Spinners Find in Think and Speak

For each group of words, compose a sentence that uses all three. You can use any form of the word: for example, cat → cats, go → went, or quick → quickly, though neigh → neighbour is stretching it a bit.

This exercise uses words found in the accompanying passage.

1 Expression. Than. Whole.

2 Exactitude. Outlive. Spread.

3 Again. All. Concern.

Variations: 1. include direct and indirect speech 2. include one or more of these words: although, because, despite, either/or, if, unless, until, when, whether, which, who 3. use negatives (not, isn’t, neither/nor, never, nobody etc.)

Homophones Find in Think and Speak

In each group below, you will find words that sound the same, but differ in spelling and also in meaning. Compose your own sentences to bring out the differences between them.

This exercise uses words found in the accompanying passage.
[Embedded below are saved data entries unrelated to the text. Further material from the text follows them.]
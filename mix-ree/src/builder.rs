use std::sync::Arc;
use std::time::Duration;

use mix_core::MixError;

use crate::adapter::{RealAdapter, ReeHttp};
use crate::{ReeConfig, ReeConnector};

/// Builder for a `ReeConnector`.
pub struct ReeConnectorBuilder {
    cfg: ReeConfig,
    http: Option<Arc<dyn ReeHttp>>,
}

impl Default for ReeConnectorBuilder {
    fn default() -> Self {
        Self::new()
    }
}

impl ReeConnectorBuilder {
    /// A builder with the default REE endpoint and a 10 s timeout.
    #[must_use]
    pub fn new() -> Self {
        Self {
            cfg: ReeConfig::default(),
            http: None,
        }
    }

    /// Replace the whole configuration.
    #[must_use]
    pub fn config(mut self, cfg: ReeConfig) -> Self {
        self.cfg = cfg;
        self
    }

    /// Override the endpoint (e.g. a mock server in tests).
    #[must_use]
    pub fn base_url(mut self, url: impl Into<String>) -> Self {
        self.cfg.base_url = url.into();
        self
    }

    /// Override the `geo_trunc` discriminator.
    #[must_use]
    pub fn geo_trunc(mut self, geo_trunc: impl Into<String>) -> Self {
        self.cfg.geo_trunc = geo_trunc.into();
        self
    }

    /// Override the upstream "no data" error code.
    #[must_use]
    pub const fn no_data_code(mut self, code: i64) -> Self {
        self.cfg.no_data_code = code;
        self
    }

    /// Set the HTTP request timeout. Ignored when an adapter is injected.
    #[must_use]
    pub const fn timeout(mut self, timeout: Duration) -> Self {
        self.cfg.timeout = timeout;
        self
    }

    /// Use an existing `reqwest::Client`.
    #[must_use]
    pub fn http_client(mut self, http: reqwest::Client) -> Self {
        self.http = Some(Arc::new(RealAdapter::new(http)));
        self
    }

    /// Inject a custom HTTP adapter.
    #[must_use]
    pub fn adapter(mut self, http: Arc<dyn ReeHttp>) -> Self {
        self.http = Some(http);
        self
    }

    /// Build the connector.
    ///
    /// # Errors
    /// `InvalidArg` for an unparsable base URL, `Transport` if the default HTTP
    /// client cannot be constructed.
    pub fn build(self) -> Result<ReeConnector, MixError> {
        let http = match self.http {
            Some(h) => h,
            None => Arc::new(RealAdapter::with_timeout(self.cfg.timeout)?),
        };
        ReeConnector::from_adapter(http, self.cfg)
    }
}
1. Aught. Ought. 2. Holy. Wholly. 3. Hour. Our. 4. There. Their. 5. Use. Yews. Ewes. 6. Great. Grate. 7. Won. One. 8. Weak. Week. 9. Way. Weigh. Whey.

Adjectives Find in Think and Speak

For each word below, compose sentences to show that it may be used as an adjective. Adjectives provide extra information about a noun, e.g. a black cat, a round table, the early bird etc..

This exercise uses words found in the accompanying passage.

1 Greatest. 2 Little. 3 Political. 4 Fit. 5 Subtle. 6 United. 7 Threatening. 8 Even. 9 Permanent.

Variations: 1.show whether your adjective can also be used as e.g. a noun, verb or adverb. 2.show whether your adjective can be used in comparisons (e.g. good/better/best). 3.show whether your adjective can be used in attributive position (e.g. a dangerous corner) and also in predicate position (this corner is dangerous).

Add Vowels Find in Think and Speak

Make words by adding vowels to each group of consonants below. You may add as many vowels as you like before, between or after the consonants, but you may not add any consonants or change the order of those you have been given. See if you can beat our target of common words.

rvs (5)

See Words

raves. revise. revs. revues. roves.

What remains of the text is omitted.